A trench in Iraq exacerbates Sunni fears of sectarian partition

The local official drew a line on a map slicing through farmland and desert southwest of Baghdad whose Sunni Muslim residents have been displaced by fighting, and then pointed just south to the site of the most revered Shi'ite shrine.

The line marks the course of a 45 km (30 mile) trench designed to safeguard the Shi'ite holy city of Kerbala from Islamic State's radical Sunni militants who seek its annihilation, said Babel provincial councilman Hassan Fadaam.

"As long as Daesh is in Anbar, this trench will be used to protect the residents of both Babel and Kerbala, which will become a launching point to liberate (Anbar)," he said, using a pejorative Arabic acronym for Islamic State, the Sunni militant group also sometimes known as ISIL or ISIS.

Many Sunnis, however, fear the trench is not a temporary security measure but just one more example of how they are being expelled from sensitive areas in central Iraq, which they say the Shi'ite majority wants to control.

The trench and an accompanying berm, now more than half built, wind through traditional Sunni tribal lands whose civilian population has been caught in the crosshairs between Islamic State insurgents and military offensives by Shi'ite militias and Iraqi security forces.

"The goal is for the Shi'ite militias to cleanse the Sunnis from the area," said a sheikh from al-Aweisat, an agricultural region about 40 km southwest of Baghdad that has been cut up by the trench.

"This is a separation line between the Sunnis and the Shi'ites," he told Reuters.

During the last year of war, tens of thousands of people, most of them Sunnis, fled this stretch of farmland straddling western Anbar province, which Islamic State controls and uses to cross to its Syrian strongholds, and Shi'ite areas to the east and south in Babel and Kerbala provinces.

Fadaam told Reuters traffic will be funneled through guarded entry points. Watch towers will be constructed every 500 meters along with security cameras and barbed wire, he said, although budget constraints have delayed those installations.

An earlier proposal to build a concrete wall was dismissed as unnecessary and symbolically problematic.

"Topographical change is happening. This has become clear," said Atella Mahdi al-Hemos, a moderate Shi'ite sheikh from Babel, predicting the trench would lead Iraq towards partition.

"You won't enter without a badge. The badge ends up becoming a passport".

DEFENSIVE LINE

Islamic State's advance last year increased speculation about the splintering of Iraq into Shi'ite, Sunni Arab and Kurdish regions, but irregular faultlines between the groups would require mass population transfers for that to happen.

Shi'ite officials and tribal leaders deny the trench, which is three to five meters deep and three to four meters wide, will bring about such a reconfiguration.

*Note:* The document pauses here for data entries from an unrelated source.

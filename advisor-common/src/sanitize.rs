//! Free-text input sanitization
//!
//! Every piece of caller-supplied text passes through [`sanitize`] before
//! it reaches the store, the retriever, or the prompt assembler. The
//! function is total: it never fails, and empty input yields an empty
//! string.
//!
//! Note: this is general input hygiene, not a defense against prompt
//! injection on its own. The prompt contract and handler-level checks
//! carry the rest.

use crate::config::MAX_INPUT_LINES;

/// Normalize and bound free-text input.
///
/// Steps, in order:
/// 1. Truncate to `max_length` characters (before anything else, so
///    pathological inputs cannot drive the later passes)
/// 2. Normalize CRLF / lone CR line endings to `\n`
/// 3. Strip C0/C1 control characters and DEL, preserving `\n` so
///    multi-line content keeps its structure
/// 4. Keep at most [`MAX_INPUT_LINES`] lines; excess lines are dropped
/// 5. Collapse runs of 3+ newlines to exactly 2
/// 6. Trim leading/trailing whitespace
pub fn sanitize(text: &str, max_length: usize) -> String {
    if text.is_empty() || max_length == 0 {
        return String::new();
    }

    let truncated: String = text.chars().take(max_length).collect();
    let normalized = truncated.replace("\r\n", "\n").replace('\r', "\n");

    let cleaned: String = normalized
        .chars()
        .filter(|&c| c == '\n' || !is_unsafe_control(c))
        .collect();

    let mut bounded = String::with_capacity(cleaned.len());
    for (i, line) in cleaned.split('\n').enumerate() {
        if i >= MAX_INPUT_LINES {
            break;
        }
        if i > 0 {
            bounded.push('\n');
        }
        bounded.push_str(line);
    }

    collapse_newlines(&bounded).trim().to_string()
}

/// Validate a required field, returning the cleaned value or a
/// human-readable message naming the field.
pub fn require_field(
    value: &str,
    field_name: &str,
    max_length: usize,
) -> std::result::Result<String, String> {
    if value.is_empty() {
        return Err(format!("{field_name} must not be empty"));
    }

    let cleaned = sanitize(value, max_length);
    if cleaned.is_empty() {
        return Err(format!("{field_name} contains no valid characters"));
    }

    Ok(cleaned)
}

/// Control characters unsafe to embed in structured output: C0, DEL, C1.
fn is_unsafe_control(c: char) -> bool {
    matches!(c, '\u{0000}'..='\u{001f}' | '\u{007f}'..='\u{009f}')
}

/// Collapse every run of 3 or more newlines down to exactly 2.
fn collapse_newlines(text: &str) -> String {
    let mut out = String::with_capacity(text.len());
    let mut run = 0usize;
    for c in text.chars() {
        if c == '\n' {
            run += 1;
            if run <= 2 {
                out.push(c);
            }
        } else {
            run = 0;
            out.push(c);
        }
    }
    out
}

"It has no sectarian dimension. It only has a security dimension: to protect the people, Sunni and Shi'ite alike, from the destruction of Daesh," said Sadoun Muhsin al-Kilabi, a sheikh from Mahmudiya, 20 km east of the trench.

He told Reuters that security forces lacked the numbers to secure all areas, making "defensive lines" like the trench a tactical necessity.

Iraq's army nearly collapsed last summer despite receiving billions of dollars in support during the U.S. occupation that ended in 2011. It is now complemented on the battlefield by a mix of Shi'ite militias and volunteer fighters.

Proponents say the barrier is required to secure military gains and population centers in the south, a stronghold for the Shi'ite majority that has dominated the country since the U.S.-led invasion in 2003 toppled Saddam Hussein, a Sunni Muslim.

"After the liberation of Anbar, the barrier will be removed completely," said Fadaam, the local official.

Islamic State moved into Anbar's two main cities of Falluja and Ramadi a year ago, then expanded control of large swathes of the province during last summer's dash across the Syrian border.

Some of those gains have been rolled back, but political divisions have undermined further efforts, and the eradication of the ultra-radical Islamist group from Anbar's vast desert territory could realistically take years.

In the meantime, the trench may help determine how central Iraq is repopulated, with physical partition becoming a reasonable option.

Shakir al-Essawi, city council chairman of Amiriyat al-Falluja, 20 km west of the trench, said local protests have managed to freeze the digging for now. But he fears what could happen if the trench is completed.

"Maybe in the future they will offer land in another place and ask people to move there and they can build houses," he said.

"They will forget about (this) area and it will become part of Shi'ite Babel".